Potresti anche notare che le tue parti sconosciute si stanno rivelando nei tuoi sogni. Questi personaggi onirici possono servire ad arricchire il mix tra il tuo lavoro di diario e le tue immagini profonde con le tue parti rinnegate.

Ristampato con il permesso dell'editore
New World Library. © 2003. www.newworldlibrary.com

Fonte dell'articolo

Soulcraft: Crossing into the Mysteries of Nature and Psyche
di Bill Plotkin, Ph.D.

copertina del libro: Soulcraft: Crossing into the Mysteries of Nature and Psyche di Bill Plotkin, Ph.D.C'è un grande desiderio in tutte le persone di scoprire i segreti ei misteri delle nostre vite individuali, di trovare il dono unico che siamo nati per portare alle nostre comunità e di sperimentare la nostra piena appartenenza al mondo più che umano. Questo viaggio verso l'anima è una discesa negli strati del sé molto più profondi della personalità, un viaggio pensato per ognuno di noi, non solo per gli eroi e le eroine della mitologia.

Un manuale moderno per il viaggio, Soulcraft non è un'imitazione dei modi indigeni, ma un approccio contemporaneo basato sulla natura nato dall'esperienza nella natura selvaggia, dalle tradizioni della cultura occidentale e dall'eredità interculturale di tutta l'umanità. Pieno di storie, poesie e linee guida, Soulcraft introduce oltre le pratiche 40 che facilitano la discesa nell'anima, tra cui il sogno, i digiuni della visione selvaggia, il parlare attraverso i confini delle specie, il consiglio, la cerimonia auto-progettata, il lavoro ombra basato sulla natura e le arti del romanticismo, la perdita e la narrazione.

Info / Ordina questo libro. A; così disponibile come audiolibro, CD audio e un'edizione Kindle.

L'autore

foto di Bill Plotkin, Ph.D.Bill Plotkin, Ph.D., è uno psicologo del profondo, una guida nella natura selvaggia e un agente dell'evoluzione culturale. Come fondatore dell'Animas Valley Institute nel Colorado occidentale nel 1981, ha guidato migliaia di ricercatori attraverso passaggi iniziatici basati sulla natura, incluso un adattamento contemporaneo e occidentale della visione pan-culturale veloce. In precedenza, è stato psicologo ricercatore (che studia stati di coscienza non ordinari), professore di psicologia, psicoterapeuta, musicista rock e guida del fiume Whitewater.

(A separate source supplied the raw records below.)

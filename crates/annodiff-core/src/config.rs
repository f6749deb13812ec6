//! Engine options and the `annodiff.toml` configuration file

use crate::errors::{AnnodiffError, Result};
use crate::logging_facility::Profile;
use serde::{Deserialize, Serialize};
use std::fs;
use std::path::{Path, PathBuf};

pub const CONFIG_FILE_NAME: &str = "annodiff.toml";
pub const DEFAULT_STORE_ROOT: &str = ".annodiff/reports";

/// Metadata keys skipped unless the caller says otherwise
pub fn default_ignored_fields() -> Vec<String> {
    vec!["provenance".to_string()]
}

/// Which record identifiers the aggregator walks
#[derive(Debug, Clone, Copy, PartialEq, Eq, Default, Serialize, Deserialize)]
#[serde(rename_all = "snake_case")]
pub enum RecordCoverage {
    /// Only ids from the original dataset; unmatched ids are skipped silently
    #[default]
    OriginalOnly,
    /// Ids from both datasets; unmatched ids are counted and reported
    Union,
}

impl RecordCoverage {
    pub fn as_str(self) -> &'static str {
        match self {
            Self::OriginalOnly => "original_only",
            Self::Union => "union",
        }
    }
}

impl std::str::FromStr for RecordCoverage {
    type Err = String;

    fn from_str(value: &str) -> std::result::Result<Self, Self::Err> {
        match value.trim() {
            "original_only" | "original-only" => Ok(Self::OriginalOnly),
            "union" => Ok(Self::Union),
            other => Err(format!(
                "invalid record coverage '{other}', expected one of: original-only, union"
            )),
        }
    }
}

/// Options for one comparison run
#[derive(Debug, Clone, PartialEq, Eq, Serialize, Deserialize)]
pub struct CompareOptions {
    #[serde(default = "default_ignored_fields")]
    pub ignored_fields: Vec<String>,
    #[serde(default)]
    pub record_coverage: RecordCoverage,
}

impl Default for CompareOptions {
    fn default() -> Self {
        Self {
            ignored_fields: default_ignored_fields(),
            record_coverage: RecordCoverage::OriginalOnly,
        }
    }
}

impl CompareOptions {
    pub fn is_ignored(&self, key: &str) -> bool {
        self.ignored_fields.iter().any(|f| f == key)
    }
}

#[derive(Debug, Clone, PartialEq, Eq, Serialize, Deserialize, Default)]
pub struct LoggingConfig {
    #[serde(default)]
    pub profile: Profile,
}

#[derive(Debug, Clone, PartialEq, Eq, Serialize, Deserialize)]
pub struct StoreConfig {
    #[serde(default = "default_store_root")]
    pub root: PathBuf,
}

impl Default for StoreConfig {
    fn default() -> Self {
        Self {
            root: default_store_root(),
        }
    }
}

fn default_store_root() -> PathBuf {
    PathBuf::from(DEFAULT_STORE_ROOT)
}

/// Contents of `annodiff.toml`
#[derive(Debug, Clone, PartialEq, Eq, Serialize, Deserialize, Default)]
pub struct AnnodiffConfig {
    #[serde(default)]
    pub compare: CompareOptions,
    #[serde(default)]
    pub logging: LoggingConfig,
    #[serde(default)]
    pub store: StoreConfig,
}

/// Parse configuration from TOML text
pub fn parse_config(raw: &str) -> Result<AnnodiffConfig> {
    toml::from_str(raw).map_err(|e| {
        AnnodiffError::Config {
            message: format!("failed to parse config TOML: {e}"),
        }
        .into()
    })
}

/// Load the configuration file at `path`
///
/// A missing file yields the defaults; an unreadable or malformed one is an
/// error.
pub fn load_config(path: &Path) -> Result<AnnodiffConfig> {
    if !path.exists() {
        return Ok(AnnodiffConfig::default());
    }
    let raw = fs::read_to_string(path).map_err(|e| AnnodiffError::Config {
        message: format!("cannot read {}: {e}", path.display()),
    })?;
    parse_config(&raw)
}
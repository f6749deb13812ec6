//! Input file-name filter

use std::path::Path;

const ALLOWED_EXTENSIONS: [&str; 2] = ["json", "jsonl"];

/// True if `name` has a `.json` or `.jsonl` extension (any case)
pub fn allowed_input_file(name: &str) -> bool {
    Path::new(name)
        .extension()
        .and_then(|ext| ext.to_str())
        .is_some_and(|ext| {
            ALLOWED_EXTENSIONS
                .iter()
                .any(|allowed| ext.eq_ignore_ascii_case(allowed))
        })
}
//! Render command
//!
//! Usage: annodiff render <REPORT> [--redact] [--output <FILE>]

use super::read_report;
use annodiff_core::diff::{render_human_summary, RenderOptions};
use clap::Args;
use std::path::PathBuf;

#[derive(Debug, Args)]
pub struct RenderArgs {
    /// Report JSON written by `compare`
    pub report: PathBuf,

    /// Hide PII keywords, subject descriptions and text lines
    #[arg(long)]
    pub redact: bool,

    /// Output file path (default: stdout)
    #[arg(short, long)]
    pub output: Option<PathBuf>,
}

/// Execute render command
pub fn execute(args: RenderArgs) -> Result<(), Box<dyn std::error::Error>> {
    let report = read_report(&args.report)?;
    let markdown = render_human_summary(
        &report,
        &RenderOptions {
            redact: args.redact,
        },
    );

    if let Some(output_path) = args.output {
        std::fs::write(&output_path, markdown)?;
        println!("✓ Rendered to {}", output_path.display());
    } else {
        print!("{}", markdown);
    }

    Ok(())
}
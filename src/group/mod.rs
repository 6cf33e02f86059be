//! Adapters that split a sequence into runs of related elements,
//! like unix `uniq` or python's `itertools.groupby`.
//!
//! [`eager::Groups`] buffers each group and can hand it out as a slice or
//! an owned vector. [`lazy::LazyGroups`] hands out views that read directly
//! from the source, so memory stays constant no matter how long a group is.
//! Both produce the same group boundaries for the same grouper.

pub mod eager;
pub mod lazy;

#[cfg(test)]
mod test {
    use rand::Rng;

    use crate::sequence::SequenceExt;

    fn eager_groups(data: &[u32], grouper: fn(&u32, &u32) -> bool) -> Vec<Vec<u32>> {
        data.iter().copied().group_by_eager(grouper).collect()
    }

    fn lazy_groups(data: &[u32], grouper: fn(&u32, &u32) -> bool) -> Vec<Vec<u32>> {
        data.iter()
            .copied()
            .lazy_group_by(grouper)
            .map(|group| group.collect())
            .collect()
    }

    fn check_partition(data: &[u32], grouper: fn(&u32, &u32) -> bool) {
        let eager = eager_groups(data, grouper);
        let lazy = lazy_groups(data, grouper);
        assert_eq!(eager, lazy, "input: {data:?}");

        let flattened: Vec<u32> = eager.iter().flatten().copied().collect();
        assert_eq!(data, &flattened[..]);

        for group in &eager {
            assert!(!group.is_empty());
            assert!(group.iter().all(|member| grouper(&group[0], member)));
        }
        for pair in eager.windows(2) {
            assert!(!grouper(&pair[0][0], &pair[1][0]));
        }
    }

    #[test]
    fn eager_and_lazy_agree_on_fixed_input() {
        let data = [3, 3, 4, 14, 15, 15, 29, 20, 21, 2];
        check_partition(&data, |a, b| a == b);
        check_partition(&data, |a, b| a / 10 == b / 10);
        check_partition(&data, |a, b| a.abs_diff(*b) <= 1);
        check_partition(&[], |a, b| a == b);
    }

    #[test]
    #[cfg(not(miri))]
    fn eager_and_lazy_agree_on_random_input() {
        let mut rng = rand::thread_rng();
        for len in 0..60 {
            let data: Vec<u32> = (0..len).map(|_| rng.gen_range(0..6)).collect();
            check_partition(&data, |a, b| a == b);
            check_partition(&data, |a, b| a / 3 == b / 3);
            check_partition(&data, |a, b| a.abs_diff(*b) <= 1);
        }
    }
}
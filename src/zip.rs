use crate::{
    error::{Error, Result},
    lookahead::Peekable,
    sequence::Sequence,
};

/// Walks several sequences in lockstep until all of them are exhausted.
///
/// Each step yields one slot per input, in input order. Inputs that already
/// ended contribute `None`.
pub struct ZipLongest<I: Iterator> {
    sources: Vec<Peekable<I>>,
}

/// Zips the sequences together, padding the shorter ones with `None`.
pub fn zip_longest<S>(sources: S) -> ZipLongest<<S::Item as IntoIterator>::IntoIter>
where
    S: IntoIterator,
    S::Item: IntoIterator,
{
    ZipLongest {
        sources: sources
            .into_iter()
            .map(|source| Peekable::new(source.into_iter()))
            .collect(),
    }
}

impl<I: Iterator> Iterator for ZipLongest<I> {
    type Item = Vec<Option<I::Item>>;

    fn next(&mut self) -> Option<Self::Item> {
        if !self.has_more() {
            return None;
        }
        Some(self.sources.iter_mut().map(Iterator::next).collect())
    }

    fn size_hint(&self) -> (usize, Option<usize>) {
        self.sources
            .iter()
            .map(|source| source.size_hint())
            .fold((0, Some(0)), |(lower, upper), (l, u)| {
                (lower.max(l), upper.zip(u).map(|(a, b)| a.max(b)))
            })
    }
}

impl<I: Iterator> Sequence for ZipLongest<I> {
    fn has_more(&mut self) -> bool {
        self.sources.iter_mut().any(|source| source.has_more())
    }

    fn remove_last(&mut self) -> Result<()> {
        Err(Error::Unsupported("ZipLongest"))
    }
}

#[cfg(test)]
mod test {
    use super::*;

    #[test]
    fn pads_shorter_inputs() {
        let zipped: Vec<_> = zip_longest(vec![vec![1, 2, 3], vec![10], vec![]]).collect();
        assert_eq!(
            vec![
                vec![Some(1), Some(10), None],
                vec![Some(2), None, None],
                vec![Some(3), None, None],
            ],
            zipped
        );
    }

    #[test]
    fn empty_inputs() {
        let mut zipped = zip_longest(vec![Vec::<u8>::new(), Vec::new()]);
        assert!(!zipped.has_more());
        assert!(matches!(zipped.pull(), Err(Error::Exhausted)));

        let mut zipped = zip_longest(Vec::<Vec<u8>>::new());
        assert_eq!(None, zipped.next());
    }

    #[test]
    fn size_hint_is_longest_input() {
        let zipped = zip_longest(vec![0..2, 0..5, 0..1]);
        assert_eq!((5, Some(5)), zipped.size_hint());
        assert_eq!(5, zipped.count());
    }
}
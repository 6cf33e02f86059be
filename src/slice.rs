use crate::{
    error::{Error, Result},
    sequence::Sequence,
};

/// Selects elements by position, like `x[start..stop].iter().step_by(step)`
/// on a sequence whose length is not known.
///
/// The source is never pulled past position `stop`, so slicing an
/// infinite iterator with a stop value is fine.
pub struct Slice<I: Iterator> {
    iter: I,
    start: usize,
    stop: usize,
    step: usize,
    /// the position of the next element pulled from `iter`.
    position: usize,
    /// the next selected element, if it was already looked up by `has_more`.
    pending: Option<I::Item>,
    done: bool,
}

impl<I: Iterator> Slice<I> {
    /// Creates a slice. A negative `start` means 0, a negative `stop` means
    /// unbounded and a `step` less than 1 means 1.
    ///
    /// # Errors
    /// [`Error::InvalidArgument`] if the resolved start lies after the stop.
    pub fn new(iter: I, start: i64, stop: i64, step: i64) -> Result<Self> {
        let start = usize::try_from(start).unwrap_or(0);
        let stop = usize::try_from(stop).unwrap_or(usize::MAX);
        let step = usize::try_from(step).ok().filter(|&s| s > 0).unwrap_or(1);

        if start > stop {
            return Err(Error::InvalidArgument(format!(
                "slice start {start} is greater than slice stop {stop}"
            )));
        }

        Ok(Self {
            iter,
            start,
            stop,
            step,
            position: 0,
            pending: None,
            done: false,
        })
    }

    /// finds the next selected element.
    fn advance(&mut self) -> Option<I::Item> {
        if self.done {
            return None;
        }
        loop {
            if self.position >= self.stop {
                self.done = true;
                return None;
            }
            let Some(item) = self.iter.next() else {
                self.done = true;
                return None;
            };
            let position = self.position;
            self.position += 1;

            if position >= self.start && (position - self.start) % self.step == 0 {
                return Some(item);
            }
        }
    }
}

impl<I: Iterator> Iterator for Slice<I> {
    type Item = I::Item;

    fn next(&mut self) -> Option<I::Item> {
        self.pending.take().or_else(|| self.advance())
    }
}

impl<I: Iterator> Sequence for Slice<I> {
    fn has_more(&mut self) -> bool {
        if self.pending.is_none() {
            self.pending = self.advance();
        }
        self.pending.is_some()
    }

    // positions would no longer line up with the source after a removal.
    fn remove_last(&mut self) -> Result<()> {
        Err(Error::Unsupported("Slice"))
    }
}
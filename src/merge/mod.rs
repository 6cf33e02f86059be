//! k-way merge of sorted sequences.

use std::{
    cmp::Ordering,
    collections::{binary_heap::PeekMut, BinaryHeap},
    rc::Rc,
};

use crate::{
    error::{Error, Result},
    lookahead::Peekable,
    orderer::{FuncOrderer, KeyOrderer, OrdOrderer, Orderer},
    sequence::Sequence,
};

/// One input of the merge together with its lookahead.
///
/// invariant: every entry inside the heap has its lookahead filled,
/// so the ordering can be computed from `peeked` without pulling.
struct HeapEntry<I: Iterator, O> {
    cursor: Peekable<I>,
    /// the position of the input in the source list. Used to break ties.
    index: usize,
    orderer: Rc<O>,
}

impl<I, O> PartialEq for HeapEntry<I, O>
where
    I: Iterator,
    O: Orderer<I::Item>,
{
    fn eq(&self, other: &Self) -> bool {
        self.cmp(other).is_eq()
    }
}
impl<I, O> Eq for HeapEntry<I, O>
where
    I: Iterator,
    O: Orderer<I::Item>,
{
}

impl<I, O> PartialOrd for HeapEntry<I, O>
where
    I: Iterator,
    O: Orderer<I::Item>,
{
    fn partial_cmp(&self, other: &Self) -> Option<Ordering> {
        Some(self.cmp(other))
    }
}

impl<I, O> Ord for HeapEntry<I, O>
where
    I: Iterator,
    O: Orderer<I::Item>,
{
    fn cmp(&self, other: &Self) -> Ordering {
        let by_value = match (self.cursor.peeked(), other.cursor.peeked()) {
            (Some(l), Some(r)) => self.orderer.compare(l, r),
            (Some(_), None) => Ordering::Less,
            (None, Some(_)) => Ordering::Greater,
            (None, None) => Ordering::Equal,
        };
        // BinaryHeap is a max-heap, so the whole order is reversed
        // to get the smallest head (and the lowest index on ties) on top.
        by_value.then(self.index.cmp(&other.index)).reverse()
    }
}

/// Merges sequences that are each sorted according to the orderer
/// into a single sorted sequence.
///
/// Equal elements are returned in the order of the sources they came from,
/// so the merge is stable. If an input is not sorted, the output is not
/// either, but every element is still returned exactly once.
pub struct Merge<I: Iterator, O> {
    heap: BinaryHeap<HeapEntry<I, O>>,
}

impl<I, O> Merge<I, O>
where
    I: Iterator,
    O: Orderer<I::Item>,
{
    pub fn new<S>(sources: S, orderer: O) -> Self
    where
        S: IntoIterator,
        S::Item: IntoIterator<IntoIter = I>,
    {
        let orderer = Rc::new(orderer);
        let heap = sources
            .into_iter()
            .enumerate()
            .map(|(index, source)| HeapEntry {
                cursor: Peekable::new(source.into_iter()),
                index,
                orderer: orderer.clone(),
            })
            .filter_map(|mut entry| entry.cursor.has_more().then_some(entry))
            .collect();
        Self { heap }
    }

    /// the number of inputs that still have elements.
    pub fn remaining_sources(&self) -> usize {
        self.heap.len()
    }
}

/// Merges sorted sequences by their natural order.
pub fn merge<S, I>(sources: S) -> Merge<I, OrdOrderer>
where
    S: IntoIterator,
    S::Item: IntoIterator<IntoIter = I>,
    I: Iterator,
    I::Item: Ord,
{
    Merge::new(sources, OrdOrderer::new())
}

/// Merges sequences sorted by the given comparison function.
pub fn merge_by<S, I, F>(sources: S, comparator: F) -> Merge<I, FuncOrderer<F>>
where
    S: IntoIterator,
    S::Item: IntoIterator<IntoIter = I>,
    I: Iterator,
    F: Fn(&I::Item, &I::Item) -> Ordering,
{
    Merge::new(sources, FuncOrderer::new(comparator))
}

/// Merges sequences sorted by the key the function extracts.
pub fn merge_by_key<S, I, F, K>(sources: S, key_extractor: F) -> Merge<I, KeyOrderer<F>>
where
    S: IntoIterator,
    S::Item: IntoIterator<IntoIter = I>,
    I: Iterator,
    F: Fn(&I::Item) -> K,
    K: Ord,
{
    Merge::new(sources, KeyOrderer::new(key_extractor))
}

impl<I, O> Iterator for Merge<I, O>
where
    I: Iterator,
    O: Orderer<I::Item>,
{
    type Item = I::Item;

    fn next(&mut self) -> Option<I::Item> {
        let mut first = self.heap.peek_mut()?;
        let next = first.cursor.next();
        if first.cursor.has_more() {
            // dropping the PeekMut moves the entry to its new place in the heap.
            drop(first);
        } else {
            PeekMut::pop(first);
        }
        next
    }

    fn size_hint(&self) -> (usize, Option<usize>) {
        self.heap
            .iter()
            .map(|entry| entry.cursor.size_hint())
            .fold((0, Some(0)), |(lower, upper), (l, u)| {
                (
                    lower.saturating_add(l),
                    upper.zip(u).and_then(|(a, b)| a.checked_add(b)),
                )
            })
    }
}

impl<I, O> Sequence for Merge<I, O>
where
    I: Iterator,
    O: Orderer<I::Item>,
{
    fn has_more(&mut self) -> bool {
        !self.heap.is_empty()
    }

    fn remove_last(&mut self) -> Result<()> {
        Err(Error::Unsupported("Merge"))
    }
}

Bill è l'autore di Soulcraft: Crossing into the Mysteries of Nature and Psyche (una guida esperienziale), Natura e anima umana: coltivare integrità e comunità in un mondo frammentato (un modello scenico dello sviluppo umano basato sulla natura per l'intera durata della vita), Wild Mind: una guida sul campo alla psiche umana Human (una mappa ecocentrica della psiche - per la guarigione, la crescita dell'insieme e la trasformazione culturale), e Il viaggio dell'iniziazione dell'anima: una guida sul campo per visionari, evoluzionisti e rivoluzionari (una guida esperienziale per la discesa verso l'anima). Ha un dottorato in psicologia presso l'Università del Colorado a Boulder.